Whilst utterly adorable, loyal, and loving, the Dachshund can be a strong-minded character. They know their own mind and aren’t quick to change it unless it suites them. When challenged, that fearless bravery that equipped them to hunt badgers can pop to the surface. This can mean growling and snapping when forced to do something they don’t want to do.

As a result, the Bulldach can be described as bold and brave with a tendency to be protective of the people or possessions they love. This can lead to snappiness if perhaps a child tried to remove a favourite toy or made the Bulldach feel threatened.


The Bulldog has a reputation for being stubborn, whilst the Dachshund is highly intelligent but independent spirited. This can make for a combination which is tricky, but not impossible, to train.

Ideally, a Bulldach should be well socialised as a puppy to avoid being over anxious and feel confident around people. This is then followed up with reward-based training in order to build confidence and teach the dog to look to people for guidance.


As a hybrid dog there are no statistics as to their propensity to disease. However, both parent breeds have distinct tendency to certain conditions, so it’s reasonable to assume this might also be the case with their offspring.

Intervertebral Disc Disease

The Dachshund’s long back puts a big strain on their spine. The proportions of the Bulldach mean disc disease is a distinct risk for them. Symptoms include sudden onset pain that causes the dog to yelp or cry out. In the worst cases, a sudden eruption of disc material into the spinal cord can cause paralysis. If the dog is to stand a chance of regaining use of their legs, then prompt surgery by a specialist is required.

Cherry Eye

The condition cherry eye is named after the appearance of a prolapsed tear-producing gland, which makes it look like the dog has a red cherry sitting in the inner corner of their eye. This condition is unsightly rather than life-threatening.

The ideal scenario is to surgically replace the prolapsed tear gland. However, this operation may need to be repeated due to a high rate of re-prolapse. It is no longer considered appropriate to remove the offending gland, as was once advised, since this can make the dog prone to developing a dry eye.


Entropion refers to an infolding of the eyelid, which causes eyelashes to rub against the cornea. This is irritating and can damage the delicate tissue of the cornea. Corrective surgery is often required to relieve this discomfort.


Hypothyroidism means ‘underactive thyroid glands’. Without sufficient thyroid hormone the metabolism runs slowly. This leads to symptoms, such as weight gain, lack of energy, and a dull, dry coat. Once diagnosed, the treatment is straightforward with a daily pill to supplement thyroid levels.

Exercise and Activity Levels

Bulldogs are notoriously low energy, laid-back fellows. Whilst the Dachshund has a lot of dash about him, those little legs will soon run out of energy. Combine both breeds and the Bulldach is a perky pooch that needs a moderate amount of exercise, but also loves to lounge around.
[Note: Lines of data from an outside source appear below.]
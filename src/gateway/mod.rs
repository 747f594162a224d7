//! Gateway module - the remote services the core drives
//!
//! This module provides:
//! - `LedgerGateway` for account loads and classic payments
//! - `ContractGateway` for contract simulation, submission and events
//! - `Signer` for wallet signatures
//!
//! Concrete clients live outside the core. Every failure crosses the boundary
//! as a [`RawError`] and is classified by the caller.

pub mod types;

pub use types::{
    AccountInfo, Balance, ContractCall, ContractEventRecord, EventFilter, LedgerSubmission,
    LedgerTransaction, ScValue, SendResponse, SendStatus, SignedEnvelope, Simulation,
    TransactionLookup, UnsignedEnvelope,
};

use crate::error::RawError;

use async_trait::async_trait;

/// Ledger ("Horizon" style) gateway
#[cfg_attr(test, mockall::automock)]
#[async_trait]
pub trait LedgerGateway: Send + Sync {
    async fn load_account(&self, address: &str) -> Result<AccountInfo, RawError>;

    async fn build_native_payment(
        &self,
        source: &AccountInfo,
        destination: &str,
        amount: i128,
    ) -> Result<UnsignedEnvelope, RawError>;

    async fn submit(&self, envelope: &SignedEnvelope) -> Result<LedgerSubmission, RawError>;

    /// `Ok(None)` while the transaction is not yet known to the gateway
    async fn get_transaction_by_hash(
        &self,
        hash: &str,
    ) -> Result<Option<LedgerTransaction>, RawError>;
}

/// Contract ("Soroban RPC" style) gateway
#[cfg_attr(test, mockall::automock)]
#[async_trait]
pub trait ContractGateway: Send + Sync {
    async fn load_account(&self, address: &str) -> Result<AccountInfo, RawError>;

    async fn build_invocation(
        &self,
        source: &AccountInfo,
        call: &ContractCall,
    ) -> Result<UnsignedEnvelope, RawError>;

    async fn simulate(&self, envelope: &UnsignedEnvelope) -> Result<Simulation, RawError>;

    async fn assemble(
        &self,
        envelope: &UnsignedEnvelope,
        simulation: &Simulation,
    ) -> Result<UnsignedEnvelope, RawError>;

    async fn send_transaction(&self, envelope: &SignedEnvelope) -> Result<SendResponse, RawError>;

    async fn get_transaction(&self, hash: &str) -> Result<TransactionLookup, RawError>;

    async fn get_events(&self, filter: &EventFilter) -> Result<Vec<ContractEventRecord>, RawError>;
}

/// Wallet signer
#[cfg_attr(test, mockall::automock)]
#[async_trait]
pub trait Signer: Send + Sync {
    async fn sign(
        &self,
        envelope: &UnsignedEnvelope,
        network_passphrase: &str,
    ) -> Result<SignedEnvelope, RawError>;
}
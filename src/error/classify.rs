//! Wallet and gateway error classification
//!
//! Failures reach the core in several shapes: plain strings from the ledger
//! gateway, structured `{code, message}` objects from wallet extensions,
//! `{type}` tagged objects from the contract RPC, or nothing useful at all.
//! Each gateway resolves its failure into a [`RawError`] once, and
//! [`parse_error`] maps that onto the fixed [`WalletErrorCode`] taxonomy.

use serde::{Deserialize, Serialize};
use serde_json::Value;
use std::fmt;

/// Canonical error categories shown to the user
#[derive(Debug, Clone, Copy, PartialEq, Eq, Hash, Serialize, Deserialize)]
#[serde(rename_all = "SCREAMING_SNAKE_CASE")]
pub enum WalletErrorCode {
    WalletNotFound,
    NotConnected,
    TransactionRejected,
    InsufficientBalance,
    NetworkMismatch,
    InvalidAddress,
    ContractError,
    Unknown,
}

impl WalletErrorCode {
    pub const ALL: [WalletErrorCode; 8] = [
        WalletErrorCode::WalletNotFound,
        WalletErrorCode::NotConnected,
        WalletErrorCode::TransactionRejected,
        WalletErrorCode::InsufficientBalance,
        WalletErrorCode::NetworkMismatch,
        WalletErrorCode::InvalidAddress,
        WalletErrorCode::ContractError,
        WalletErrorCode::Unknown,
    ];

    pub fn as_str(&self) -> &'static str {
        match self {
            WalletErrorCode::WalletNotFound => "WALLET_NOT_FOUND",
            WalletErrorCode::NotConnected => "NOT_CONNECTED",
            WalletErrorCode::TransactionRejected => "TRANSACTION_REJECTED",
            WalletErrorCode::InsufficientBalance => "INSUFFICIENT_BALANCE",
            WalletErrorCode::NetworkMismatch => "NETWORK_MISMATCH",
            WalletErrorCode::InvalidAddress => "INVALID_ADDRESS",
            WalletErrorCode::ContractError => "CONTRACT_ERROR",
            WalletErrorCode::Unknown => "UNKNOWN",
        }
    }

    /// Primary message shown for this category
    fn default_message(&self) -> &'static str {
        match self {
            WalletErrorCode::WalletNotFound => {
                "No Stellar wallet was found. Install a wallet extension and reload the page."
            }
            WalletErrorCode::NotConnected => {
                "Wallet is not connected. Connect your wallet and try again."
            }
            WalletErrorCode::TransactionRejected => "Transaction was rejected in the wallet.",
            WalletErrorCode::InsufficientBalance => {
                "Insufficient balance to complete this transaction."
            }
            WalletErrorCode::NetworkMismatch => {
                "Wallet is connected to the wrong network. Switch networks and try again."
            }
            WalletErrorCode::InvalidAddress => "The address is not a valid Stellar address.",
            WalletErrorCode::ContractError => "The contract call failed.",
            WalletErrorCode::Unknown => "An unexpected error occurred. Please try again.",
        }
    }
}
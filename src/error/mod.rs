//! Error types for the swap core

pub mod classify;

pub use classify::{
    error_label, is_recoverable_error, parse_error, ContractFailure, ErrorCodeValue, RawError,
    WalletError, WalletErrorCode,
};

use crate::tx::{TxId, TxStatus, ValidationError};
use thiserror::Error;

/// Main error type for the core
#[derive(Error, Debug)]
pub enum CoreError {
    #[error("Configuration error: {0}")]
    Config(String),

    #[error("Transaction {tx_id} failed validation: {source}")]
    Validation {
        tx_id: TxId,
        #[source]
        source: ValidationError,
    },

    #[error("Transaction {tx_id} failed: {error}")]
    Rejected { tx_id: TxId, error: WalletError },

    #[error("Gateway error: {0}")]
    Gateway(WalletError),

    #[error("Transaction {tx_id} failed on-chain: {hash}")]
    OnChainFailure {
        tx_id: TxId,
        hash: String,
        ledger: Option<u32>,
    },

    #[error("Timeout waiting for confirmation of {hash} after {attempts} attempts")]
    ConfirmationTimeout {
        tx_id: TxId,
        hash: String,
        attempts: u32,
    },

    #[error("Invalid state transition from {from} to {to}")]
    InvalidStateTransition { from: TxStatus, to: TxStatus },

    #[error("Transaction {tx_id} not found")]
    TransactionNotFound { tx_id: TxId },

    #[error("Internal error: {0}")]
    Internal(String),
}

impl CoreError {
    /// Check if a fresh attempt could reasonably succeed
    pub fn is_retryable(&self) -> bool {
        match self {
            CoreError::Rejected { error, .. } | CoreError::Gateway(error) => {
                error.is_recoverable()
            }
            CoreError::OnChainFailure { .. } => true,
            // Outcome unknown; resubmitting risks executing twice
            CoreError::ConfirmationTimeout { .. } => false,
            _ => false,
        }
    }

    /// Taxonomy code for this failure
    pub fn code(&self) -> WalletErrorCode {
        match self {
            CoreError::Validation { source, .. } => source.code(),
            CoreError::Rejected { error, .. } | CoreError::Gateway(error) => error.code,
            CoreError::OnChainFailure { .. } => WalletErrorCode::ContractError,
            _ => WalletErrorCode::Unknown,
        }
    }

    /// Primary human-readable message; never the raw gateway text
    pub fn user_message(&self) -> String {
        match self {
            CoreError::Validation { source, .. } => source.to_string(),
            CoreError::Rejected { error, .. } | CoreError::Gateway(error) => {
                error.message.clone()
            }
            CoreError::OnChainFailure { .. } => "Transaction failed on-chain.".to_string(),
            CoreError::ConfirmationTimeout { .. } => {
                "Transaction was submitted but not confirmed in time. Check a block explorer before retrying."
                    .to_string()
            }
            other => other.to_string(),
        }
    }

    /// Transaction this error belongs to, if any
    pub fn tx_id(&self) -> Option<TxId> {
        match self {
            CoreError::Validation { tx_id, .. }
            | CoreError::Rejected { tx_id, .. }
            | CoreError::OnChainFailure { tx_id, .. }
            | CoreError::ConfirmationTimeout { tx_id, .. }
            | CoreError::TransactionNotFound { tx_id } => Some(*tx_id),
            _ => None,
        }
    }
}

impl From<RawError> for CoreError {
    fn from(raw: RawError) -> Self {
        CoreError::Gateway(parse_error(&raw))
    }
}

/// Result type for core operations
pub type CoreResult<T> = Result<T, CoreError>;
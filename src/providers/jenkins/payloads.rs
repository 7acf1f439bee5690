//! Recorded and hand-trimmed Jenkins API responses used by the adapter tests.

pub const BUILD_URL: &str = "http://jenkins.terasology.org/job/DistroOmega/1/";
pub const RELATIVE_PATH: &str = "distros/omega/build/distributions/TerasologyOmega.zip";
pub const TIMESTAMP: i64 = 1_609_713_454_443;

pub fn valid() -> &'static str {
    r#"{
  "_class": "hudson.model.FreeStyleProject",
  "builds": [
    {
      "_class": "hudson.model.FreeStyleBuild",
      "artifacts": [
        {
          "fileName": "TerasologyOmega.zip",
          "relativePath": "distros/omega/build/distributions/TerasologyOmega.zip"
        },
        {
          "fileName": "versionInfo.properties",
          "relativePath": "distros/omega/build/resources/main/org/terasology/version/versionInfo.properties"
        }
      ],
      "number": 1,
      "result": "SUCCESS",
      "timestamp": 1609713454443,
      "url": "http://jenkins.terasology.org/job/DistroOmega/1/",
      "changeSet": {
        "_class": "hudson.scm.EmptyChangeLogSet",
        "items": [],
        "kind": null
      }
    }
  ]
}"#
}

pub fn minimal_valid() -> &'static str {
    r#"{
  "builds": [
    {
      "artifacts": [
        { "relativePath": "distros/omega/build/distributions/TerasologyOmega.zip" }
      ],
      "number": 1,
      "timestamp": 1609713454443,
      "url": "http://jenkins.terasology.org/job/DistroOmega/1/"
    }
  ]
}"#
}

pub fn failed_build() -> &'static str {
    r#"{
  "builds": [
    {
      "artifacts": [
        { "relativePath": "distros/omega/build/distributions/TerasologyOmega.zip" }
      ],
      "number": 1,
      "result": "FAILURE",
      "timestamp": 1609713454443,
      "url": "http://jenkins.terasology.org/job/DistroOmega/1/"
    }
  ]
}"#
}

/// First build lacks its number, second build is complete.
pub fn malformed_then_valid() -> &'static str {
    r#"{
  "builds": [
    {
      "artifacts": [
        { "relativePath": "distros/omega/build/distributions/TerasologyOmega.zip" }
      ],
      "timestamp": 1609713000000,
      "url": "http://jenkins.terasology.org/job/DistroOmega/2/"
    },
    {
      "artifacts": [
        { "relativePath": "distros/omega/build/distributions/TerasologyOmega.zip" }
      ],
      "number": 1,
      "timestamp": 1609713454443,
      "url": "http://jenkins.terasology.org/job/DistroOmega/1/"
    }
  ]
}"#
}

/// Single builds that must be skipped without affecting their neighbours.
pub fn broken_builds() -> Vec<(&'static str, &'static str)> {
    vec![
        (
            "null artifact",
            r#"{"number":2,"url":"http://jenkins.terasology.org/job/DistroOmega/2/","timestamp":1609713000000,"artifacts":[null]}"#,
        ),
        (
            "null number",
            r#"{"number":null,"url":"http://jenkins.terasology.org/job/DistroOmega/2/","timestamp":1609713000000,"artifacts":[{"relativePath":"a/TerasologyOmega.zip"}]}"#,
        ),
        (
            "zero number",
            r#"{"number":0,"url":"http://jenkins.terasology.org/job/DistroOmega/0/","timestamp":1609713000000,"artifacts":[{"relativePath":"a/TerasologyOmega.zip"}]}"#,
        ),
        (
            "negative number",
            r#"{"number":-1,"url":"http://jenkins.terasology.org/job/DistroOmega/2/","timestamp":1609713000000,"artifacts":[{"relativePath":"a/TerasologyOmega.zip"}]}"#,
        ),
        (
            "number as string",
            r#"{"number":"7","url":"http://jenkins.terasology.org/job/DistroOmega/7/","timestamp":1609713000000,"artifacts":[{"relativePath":"a/TerasologyOmega.zip"}]}"#,
        ),
        (
            "timestamp as string",
            r#"{"number":2,"url":"http://jenkins.terasology.org/job/DistroOmega/2/","timestamp":"yesterday","artifacts":[{"relativePath":"a/TerasologyOmega.zip"}]}"#,
        ),
        (
            "artifacts as object",
            r#"{"number":2,"url":"http://jenkins.terasology.org/job/DistroOmega/2/","timestamp":1609713000000,"artifacts":{"relativePath":"a/TerasologyOmega.zip"}}"#,
        ),
        ("build as string", r#""DistroOmega #2""#),
        ("null build", "null"),
    ]
}

/// Wraps `broken` in a build list, followed by the build of [`valid`].
pub fn with_valid_sibling(broken: &str) -> String {
    format!(
        r#"{{"builds":[{broken},{{"number":1,"url":"{BUILD_URL}","timestamp":{TIMESTAMP},"artifacts":[{{"relativePath":"{RELATIVE_PATH}"}}]}}]}}"#
    )
}

/// Payloads that decode fine but contain no usable build.
pub fn incompatible() -> Vec<(&'static str, &'static str)> {
    vec![
        (
            "missing number",
            r#"{"builds":[{"artifacts":[{"relativePath":"a/TerasologyOmega.zip"}],"timestamp":1609713454443,"url":"http://jenkins.terasology.org/job/DistroOmega/1/"}]}"#,
        ),
        (
            "missing url",
            r#"{"builds":[{"artifacts":[{"relativePath":"a/TerasologyOmega.zip"}],"number":1,"timestamp":1609713454443}]}"#,
        ),
        (
            "missing artifacts",
            r#"{"builds":[{"number":1,"timestamp":1609713454443,"url":"http://jenkins.terasology.org/job/DistroOmega/1/"}]}"#,
        ),
        (
            "empty artifacts",
            r#"{"builds":[{"artifacts":[],"number":1,"timestamp":1609713454443,"url":"http://jenkins.terasology.org/job/DistroOmega/1/"}]}"#,
        ),
        (
            "artifact without relative path",
            r#"{"builds":[{"artifacts":[{"fileName":"TerasologyOmega.zip"}],"number":1,"timestamp":1609713454443,"url":"http://jenkins.terasology.org/job/DistroOmega/1/"}]}"#,
        ),
        (
            "relative build url",
            r#"{"builds":[{"artifacts":[{"relativePath":"a/TerasologyOmega.zip"}],"number":1,"timestamp":1609713454443,"url":"job/DistroOmega/1/"}]}"#,
        ),
        ("null build", r#"{"builds":[null]}"#),
        ("empty builds", r#"{"builds":[]}"#),
        ("missing builds", r#"{}"#),
    ]
}
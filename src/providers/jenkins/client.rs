use log::{debug, warn};
use reqwest::Client;
use serde::de::DeserializeOwned;
use url::Url;

use crate::error::{LauncherError, Result};

/// Best-effort JSON client for the Jenkins remote API.
///
/// [`JenkinsClient::request`] never fails: connection problems, timeouts,
/// non-success statuses and undecodable bodies all come back as `None`.
/// There are no retries here.
#[derive(Clone)]
pub struct JenkinsClient {
    client: Client,
}

impl JenkinsClient {
    pub fn new(client: Client) -> Self {
        Self { client }
    }

    /// Fetch `url` and decode its body as `T`, or `None` on any failure.
    pub async fn request<T>(&self, url: &Url) -> Option<T>
    where
        T: DeserializeOwned,
    {
        match self.try_request(url).await {
            Ok(value) => Some(value),
            Err(e) => {
                warn!("Jenkins request to '{url}' failed: {e}");
                None
            }
        }
    }

    async fn try_request<T>(&self, url: &Url) -> Result<T>
    where
        T: DeserializeOwned,
    {
        debug!("GET {url}");
        let response = self.client.get(url.clone()).send().await?;

        let status = response.status();
        if !status.is_success() {
            return Err(LauncherError::Api {
                status: status.as_u16(),
                url: url.to_string(),
            });
        }

        let body = response.bytes().await?;
        Ok(serde_json::from_slice(&body)?)
    }
}
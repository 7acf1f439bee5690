use std::time::Duration;

use reqwest::Client;

use crate::config::HttpConfig;
use crate::error::{LauncherError, Result};

/// Builds the HTTP client shared by the remote providers.
///
/// Connect and overall request timeouts bound every network call; nothing in
/// the discovery or update paths adds its own cancellation on top.
pub fn build_client(config: &HttpConfig) -> Result<Client> {
    Client::builder()
        .user_agent(config.user_agent.as_str())
        .connect_timeout(Duration::from_secs(config.connect_timeout_secs))
        .timeout(Duration::from_secs(config.timeout_secs))
        .build()
        .map_err(|e| LauncherError::Config(format!("Failed to create HTTP client: {e}")))
}
use std::path::{Path, PathBuf};

use log::debug;

use crate::error::{LauncherError, Result};

/// Where the running launcher is installed.
#[derive(Debug, Clone, PartialEq, Eq)]
pub enum InstallationLocator {
    /// Directory holding the running executable.
    CurrentExecutable,
    /// A known directory, e.g. passed on the command line.
    Fixed(PathBuf),
}

impl InstallationLocator {
    /// Detects the installation directory and checks that it can be updated.
    ///
    /// # Errors
    ///
    /// Returns an error if the directory cannot be determined, does not exist,
    /// is not a directory, or is not writable.
    pub fn detect_and_check(&self) -> Result<PathBuf> {
        let directory = self.detect()?;
        ensure_writable_dir(&directory)?;
        debug!("Launcher installation directory: {}", directory.display());
        Ok(directory)
    }

    fn detect(&self) -> Result<PathBuf> {
        match self {
            Self::Fixed(path) => Ok(path.clone()),
            Self::CurrentExecutable => {
                let exe = std::env::current_exe()
                    .and_then(|exe| exe.canonicalize())
                    .map_err(|e| LauncherError::InstallationUndetected(e.to_string()))?;
                exe.parent().map(Path::to_path_buf).ok_or_else(|| {
                    LauncherError::InstallationUndetected(format!(
                        "executable {} has no parent directory",
                        exe.display()
                    ))
                })
            }
        }
    }
}

/// Fails unless `dir` is an existing directory a file can be created in.
fn ensure_writable_dir(dir: &Path) -> Result<()> {
    let unusable = |reason: String| LauncherError::InstallationDirectory {
        path: dir.to_path_buf(),
        reason,
    };

    let metadata = std::fs::metadata(dir).map_err(|e| unusable(e.to_string()))?;
    if !metadata.is_dir() {
        return Err(unusable("not a directory".to_string()));
    }

    // Permission bits do not tell the whole story (ACLs, read-only mounts).
    tempfile::Builder::new()
        .prefix(".buildscout-probe")
        .tempfile_in(dir)
        .map_err(|e| unusable(format!("not writable: {e}")))?;

    Ok(())
}
use std::fmt::Display;

use console::{style, StyledObject};

/// Terminal styling for banners, headings and status lines.
fn styled(text: impl Display) -> StyledObject<String> {
    style(text.to_string())
}

pub fn bright(text: impl Display) -> StyledObject<String> {
    styled(text).bright()
}

pub fn bright_yellow(text: impl Display) -> StyledObject<String> {
    bright(text).yellow()
}

pub fn bright_green(text: impl Display) -> StyledObject<String> {
    bright(text).green()
}

pub fn cyan(text: impl Display) -> StyledObject<String> {
    styled(text).cyan()
}

pub fn dim(text: impl Display) -> StyledObject<String> {
    styled(text).dim()
}

pub fn magenta_bold(text: impl Display) -> StyledObject<String> {
    styled(text).magenta().bold()
}
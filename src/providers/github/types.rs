use chrono::{DateTime, Utc};
use serde::Deserialize;

/// GitHub release as returned by the REST API.
#[derive(Debug, Clone, Deserialize)]
pub struct GitHubRelease {
    /// Git tag of the release (e.g., "v4.2.0")
    pub tag_name: String,
    /// Display title, may be missing or empty
    pub name: Option<String>,
    /// Release notes in markdown
    pub body: Option<String>,
    /// Web page of the release
    pub html_url: Option<String>,
    #[serde(default)]
    pub draft: bool,
    #[serde(default)]
    pub prerelease: bool,
    pub published_at: Option<DateTime<Utc>>,
    #[serde(default)]
    pub assets: Vec<GitHubAsset>,
}

/// Downloadable file attached to a release.
#[derive(Debug, Clone, Deserialize)]
pub struct GitHubAsset {
    pub name: String,
    pub browser_download_url: String,
    #[serde(default)]
    pub size: u64,
}
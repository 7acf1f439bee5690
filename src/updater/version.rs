use std::cmp::Ordering;
use std::fmt;
use std::str::FromStr;

/// Launcher version: `MAJOR.MINOR.PATCH[-PRERELEASE][+BUILD]`, optionally
/// prefixed with `v` as release tags usually are.
///
/// Ordering follows semantic-versioning precedence: a pre-release sorts
/// before the release it precedes and build metadata is ignored.
#[derive(Debug, Clone)]
pub struct LauncherVersion {
    major: u64,
    minor: u64,
    patch: u64,
    pre: Vec<Identifier>,
    build: Option<String>,
}

#[derive(Debug, Clone, PartialEq, Eq, PartialOrd, Ord)]
enum Identifier {
    // Declared first: numeric identifiers have lower precedence than alphanumeric ones.
    Numeric(u64),
    AlphaNumeric(String),
}

impl LauncherVersion {
    /// Version of the running binary.
    pub fn current() -> Self {
        // CARGO_PKG_VERSION is validated semver at build time.
        env!("CARGO_PKG_VERSION")
            .parse()
            .unwrap_or_else(|_| Self::new(0, 0, 0))
    }

    pub fn new(major: u64, minor: u64, patch: u64) -> Self {
        Self {
            major,
            minor,
            patch,
            pre: Vec::new(),
            build: None,
        }
    }

    /// Whether `self` has strictly higher precedence than `other`.
    pub fn is_newer_than(&self, other: &Self) -> bool {
        self > other
    }
}

impl FromStr for LauncherVersion {
    type Err = String;

    fn from_str(input: &str) -> Result<Self, Self::Err> {
        let trimmed = input.trim();
        let stripped = trimmed
            .strip_prefix('v')
            .or_else(|| trimmed.strip_prefix('V'))
            .unwrap_or(trimmed);

        let (rest, build) = match stripped.split_once('+') {
            Some((rest, build)) if !build.is_empty() => (rest, Some(build.to_string())),
            Some(_) => return Err(format!("empty build metadata in '{input}'")),
            None => (stripped, None),
        };

        let (core, pre) = match rest.split_once('-') {
            Some((core, pre)) if !pre.is_empty() => (core, parse_prerelease(pre, input)?),
            Some(_) => return Err(format!("empty pre-release in '{input}'")),
            None => (rest, Vec::new()),
        };

        let parts: Vec<&str> = core.split('.').collect();
        let [major, minor, patch] = parts.as_slice() else {
            return Err(format!("'{input}' is not MAJOR.MINOR.PATCH"));
        };

        let number = |part: &str| {
            if part.is_empty() || !part.chars().all(|c| c.is_ascii_digit()) {
                return Err(format!("'{part}' in '{input}' is not a number"));
            }
            if has_leading_zero(part) {
                return Err(format!("'{part}' in '{input}' has a leading zero"));
            }
            part.parse::<u64>().map_err(|e| format!("'{part}' in '{input}': {e}"))
        };

        Ok(Self {
            major: number(*major)?,
            minor: number(*minor)?,
            patch: number(*patch)?,
            pre,
            build,
        })
    }
}

fn parse_prerelease(pre: &str, input: &str) -> Result<Vec<Identifier>, String> {
    pre.split('.')
        .map(|ident| {
            if ident.is_empty() {
                Err(format!("empty pre-release identifier in '{input}'"))
            } else if ident.chars().all(|c| c.is_ascii_digit()) {
                if has_leading_zero(ident) {
                    return Err(format!("'{ident}' in '{input}' has a leading zero"));
                }
                ident
                    .parse()
                    .map(Identifier::Numeric)
                    .map_err(|e| format!("'{ident}' in '{input}': {e}"))
            } else {
                Ok(Identifier::AlphaNumeric(ident.to_string()))
            }
        })
        .collect()
}

fn has_leading_zero(digits: &str) -> bool {
    digits.len() > 1 && digits.starts_with('0')
}

impl Ord for LauncherVersion {
    fn cmp(&self, other: &Self) -> Ordering {
        (self.major, self.minor, self.patch)
            .cmp(&(other.major, other.minor, other.patch))
            .then_with(|| match (self.pre.is_empty(), other.pre.is_empty()) {
                (true, true) => Ordering::Equal,
                (true, false) => Ordering::Greater,
                (false, true) => Ordering::Less,
                // Lexicographic; a shorter prefix sorts first.
                (false, false) => self.pre.cmp(&other.pre),
            })
    }
}

impl PartialOrd for LauncherVersion {
    fn partial_cmp(&self, other: &Self) -> Option<Ordering> {
        Some(self.cmp(other))
    }
}

impl PartialEq for LauncherVersion {
    fn eq(&self, other: &Self) -> bool {
        self.cmp(other) == Ordering::Equal
    }
}

impl Eq for LauncherVersion {}

impl fmt::Display for LauncherVersion {
    fn fmt(&self, f: &mut fmt::Formatter<'_>) -> fmt::Result {
        write!(f, "{}.{}.{}", self.major, self.minor, self.patch)?;
        if !self.pre.is_empty() {
            let pre: Vec<String> = self
                .pre
                .iter()
                .map(|ident| match ident {
                    Identifier::Numeric(n) => n.to_string(),
                    Identifier::AlphaNumeric(s) => s.clone(),
                })
                .collect();
            write!(f, "-{}", pre.join("."))?;
        }
        if let Some(build) = &self.build {
            write!(f, "+{build}")?;
        }
        Ok(())
    }
}

#[cfg(test)]
mod tests {
    use super::*;

    fn v(s: &str) -> LauncherVersion {
        s.parse().unwrap()
    }

    #[test]
    fn test_parse_with_and_without_prefix() {
        assert_eq!(v("v4.2.1"), LauncherVersion::new(4, 2, 1));
        assert_eq!(v("4.2.1"), LauncherVersion::new(4, 2, 1));
        assert_eq!(v(" 4.2.1 ").to_string(), "4.2.1");
    }

    #[test]
    fn test_parse_rejects_malformed() {
        for bad in ["", "4.2", "4.2.1.0", "4.x.1", "4.2.1-", "4.2.1+", "4..1", "4.2.1-rc..1", "+4.2.1"] {
            assert!(bad.parse::<LauncherVersion>().is_err(), "accepted '{bad}'");
        }
    }

    #[test]
    fn test_leading_zeros_are_rejected() {
        for bad in ["01.2.3", "1.02.3", "1.2.03", "1.0.0-rc.01"] {
            assert!(bad.parse::<LauncherVersion>().is_err(), "accepted '{bad}'");
        }
        assert_eq!(v("0.10.0"), LauncherVersion::new(0, 10, 0));
        assert!(v("1.0.0-0a.0") < v("1.0.0"));
    }

    #[test]
    fn test_numeric_components_compare_numerically() {
        assert!(v("4.10.0") > v("4.9.9"));
        assert!(v("10.0.0") > v("9.99.99"));
    }

    #[test]
    fn test_prerelease_precedes_release() {
        assert!(v("4.3.0-rc.1") < v("4.3.0"));
        assert!(v("4.3.0-rc.1") > v("4.2.9"));
    }

    #[test]
    fn test_prerelease_identifier_precedence() {
        // Examples from the semantic versioning precedence rules.
        let ordered = [
            "1.0.0-alpha",
            "1.0.0-alpha.1",
            "1.0.0-alpha.beta",
            "1.0.0-beta",
            "1.0.0-beta.2",
            "1.0.0-beta.11",
            "1.0.0-rc.1",
            "1.0.0",
        ];
        for pair in ordered.windows(2) {
            assert!(v(pair[0]) < v(pair[1]), "{} < {}", pair[0], pair[1]);
        }
    }

    #[test]
    fn test_build_metadata_is_ignored() {
        assert_eq!(v("4.2.1+linux"), v("4.2.1"));
        assert!(!v("4.2.1+20210301").is_newer_than(&v("4.2.1")));
        assert_eq!(v("4.2.1-rc.2+abc").to_string(), "4.2.1-rc.2+abc");
    }

    #[test]
    fn test_current_matches_package_version() {
        assert_eq!(
            LauncherVersion::current().to_string(),
            env!("CARGO_PKG_VERSION")
        );
    }
}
The short-coat of the Bulldach is super-easy to keep clean and tidy. They don’t require parlour visits because a quick daily slick over with a brush will keep their coat glossy. It’s also wise to avoid over bathing the dog, as this will strip the natural oils from their coat. If your Bulldach has facial folds, then keep these clean by gently bathing with moist cotton wool and then drying well afterwards.